Хорас и Роз Джонсон являлись нам время от времени, точно боги. Внезапно входили в рабочие кабинеты, а потом вдруг пропадали в Неаполе или даже на Дальнем Востоке. Их появление на наших рабочих местах принципиально отличалось от появлений Клайва, их сына. Входил он — будто в комнату случайно закатывалась маленькая ракушка, и мы по большей части не сразу обнаруживали его присутствие. Однажды я спустилась в Большую ротонду и увидела, что он сидит на корточках и вычесывает собаку, скрытую листвой, — нижний фрагмент висящей на стене шпалеры. Шпалера называлась «Вердюра с собакой». Фландрия, шестнадцатый век. Я ее очень любила. Она придавала теплоту и человечность огромному круглому залу. Как бы то ни было, мальчик раздобыл где-то собачью щетку и очень бережно расчесывал собаке шерсть. А вещь была очень хрупкая, классический образец провинциальной фламандской работы.
— Осторожно, Клайв, — попросила я. — Это ценная вещь.
— Я осторожно, — ответил он.
Стояло лето, а своей собаки у мальчика на вилле не было, хотя места вокруг — хоть отбавляй. Родители уехали — один из них пытался добраться до Хартума, зачем — неведомо, за каким именно произведением искусства — тоже. Наверное, семилетнему мальчишке отлучки отца кажутся бесконечными, и я подумала: а как он воспринимает свое здешнее окружение? Когда ребенок смотрит на пейзаж или на картину, он видит совсем не то, что видит его отец. Этот мальчик увидел собаку, которой у него не было. Всего-то.
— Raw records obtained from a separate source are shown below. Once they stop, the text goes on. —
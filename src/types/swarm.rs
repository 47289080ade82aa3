//! Swarm cluster specification

use serde::{Deserialize, Serialize};
use serde_json::{Map, Value};

/// Certificate lifetime applied when an update leaves it unset (90 days, ns)
pub const DEFAULT_NODE_CERT_EXPIRY: i64 = 7_776_000_000_000_000;

#[derive(Debug, Clone, PartialEq, Eq, Serialize, Deserialize)]
#[serde(rename_all = "PascalCase")]
pub struct ExternalCa {
    pub protocol: String,
    #[serde(rename = "URL")]
    pub url: String,
}

/// Cluster-wide settings; unset fields are left to the daemon
#[derive(Debug, Clone, Default, PartialEq, Eq)]
pub struct SwarmSpec {
    pub name: Option<String>,
    pub task_history_retention_limit: Option<i64>,
    pub snapshot_interval: Option<i64>,
    pub keep_old_snapshots: Option<i64>,
    pub log_entries_for_slow_followers: Option<i64>,
    pub heartbeat_tick: Option<i64>,
    pub election_tick: Option<i64>,
    pub dispatcher_heartbeat_period: Option<i64>,
    pub node_cert_expiry: Option<i64>,
    pub external_ca: Option<ExternalCa>,
}

impl SwarmSpec {
    pub fn new() -> Self {
        Self::default()
    }

    pub fn with_name(mut self, name: impl Into<String>) -> Self {
        self.name = Some(name.into());
        self
    }

    pub fn with_task_history_retention_limit(mut self, limit: i64) -> Self {
        self.task_history_retention_limit = Some(limit);
        self
    }

    pub fn with_snapshot_interval(mut self, interval: i64) -> Self {
        self.snapshot_interval = Some(interval);
        self
    }

    pub fn with_keep_old_snapshots(mut self, count: i64) -> Self {
        self.keep_old_snapshots = Some(count);
        self
    }

    pub fn with_log_entries_for_slow_followers(mut self, count: i64) -> Self {
        self.log_entries_for_slow_followers = Some(count);
        self
    }

    pub fn with_heartbeat_tick(mut self, tick: i64) -> Self {
        self.heartbeat_tick = Some(tick);
        self
    }

    pub fn with_election_tick(mut self, tick: i64) -> Self {
        self.election_tick = Some(tick);
        self
    }

    pub fn with_dispatcher_heartbeat_period(mut self, period: i64) -> Self {
        self.dispatcher_heartbeat_period = Some(period);
        self
    }

    pub fn with_node_cert_expiry(mut self, expiry: i64) -> Self {
        self.node_cert_expiry = Some(expiry);
        self
    }

    pub fn with_external_ca(mut self, ca: ExternalCa) -> Self {
        self.external_ca = Some(ca);
        self
    }

    /// Nested wire form (`Orchestration`, `Raft`, `Dispatcher`, `CAConfig`)
    pub fn to_json(&self) -> Value {
        let mut spec = Map::new();
        if let Some(ref name) = self.name {
            spec.insert("Name".into(), Value::String(name.clone()));
        }

        let section = |pairs: &[(&str, Option<i64>)]| -> Option<Value> {
            let map: Map<String, Value> = pairs
                .iter()
                .filter_map(|(k, v)| v.map(|v| (k.to_string(), Value::from(v))))
                .collect();
            (!map.is_empty()).then_some(Value::Object(map))
        };

        if let Some(v) = section(&[("TaskHistoryRetentionLimit", self.task_history_retention_limit)]) {
            spec.insert("Orchestration".into(), v);
        }
        if let Some(v) = section(&[
            ("SnapshotInterval", self.snapshot_interval),
            ("KeepOldSnapshots", self.keep_old_snapshots),
            ("LogEntriesForSlowFollowers", self.log_entries_for_slow_followers),
            ("HeartbeatTick", self.heartbeat_tick),
            ("ElectionTick", self.election_tick),
        ]) {
            spec.insert("Raft".into(), v);
        }
        if let Some(v) = section(&[("HeartbeatPeriod", self.dispatcher_heartbeat_period)]) {
            spec.insert("Dispatcher".into(), v);
        }

        let mut ca = match section(&[("NodeCertExpiry", self.node_cert_expiry)]) {
            Some(Value::Object(map)) => map,
            _ => Map::new(),
        };
        if let Some(ref external) = self.external_ca {
            if let Ok(v) = serde_json::to_value(external) {
                ca.insert("ExternalCA".into(), v);
            }
        }
        if !ca.is_empty() {
            spec.insert("CAConfig".into(), Value::Object(ca));
        }

        Value::Object(spec)
    }
}

impl Serialize for SwarmSpec {
    fn serialize<S: serde::Serializer>(&self, serializer: S) -> std::result::Result<S::Ok, S::Error> {
        self.to_json().serialize(serializer)
    }
}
Почти у всех шпалер на вилле было символическое значение: те, что на библейские сюжеты, говорили языком икон и притч. Светские (к каковым относилась и «Вердюра с собакой») являли образы рая на земле или повествовали об опасностях и блаженных чарах любви — те, как правило, изображались через сцены охоты. Собака на той шпалере предназначалась для охоты на кабана. Другие картины изображали ястреба, схватившего голубку в безоблачном голубом небе, — пример «покорения» силой любви. То есть любовь как убийство, уничтожение слабого. Но стоило посмотреть на эти работы в Большой ротонде или в огромных, но стылых комнатах, ты сразу понимал их истинное предназначение — превратить голые каменные стены в цветущий сад. Эти шпалеры ткали в стылых мансардах далекой северной страны — там никогда не видели изображенных на них кабанов, голубок и буйной зелени. И в этом новом контексте шпалеры становились особенно прекрасными. В них появлялось благородство. Цвета их были скромными, приглушенными, и живая флорентийская красавица, проходившая в нескольких шагах перед ними, обретала на их фоне особую прелесть. А еще были политические сюжеты, связанные с богатством и положением. На них красовался герб Медичи — пять красных шаров, планет Солнечной системы, и еще один, синий, добавившийся, когда Медичи породнились с французской короной.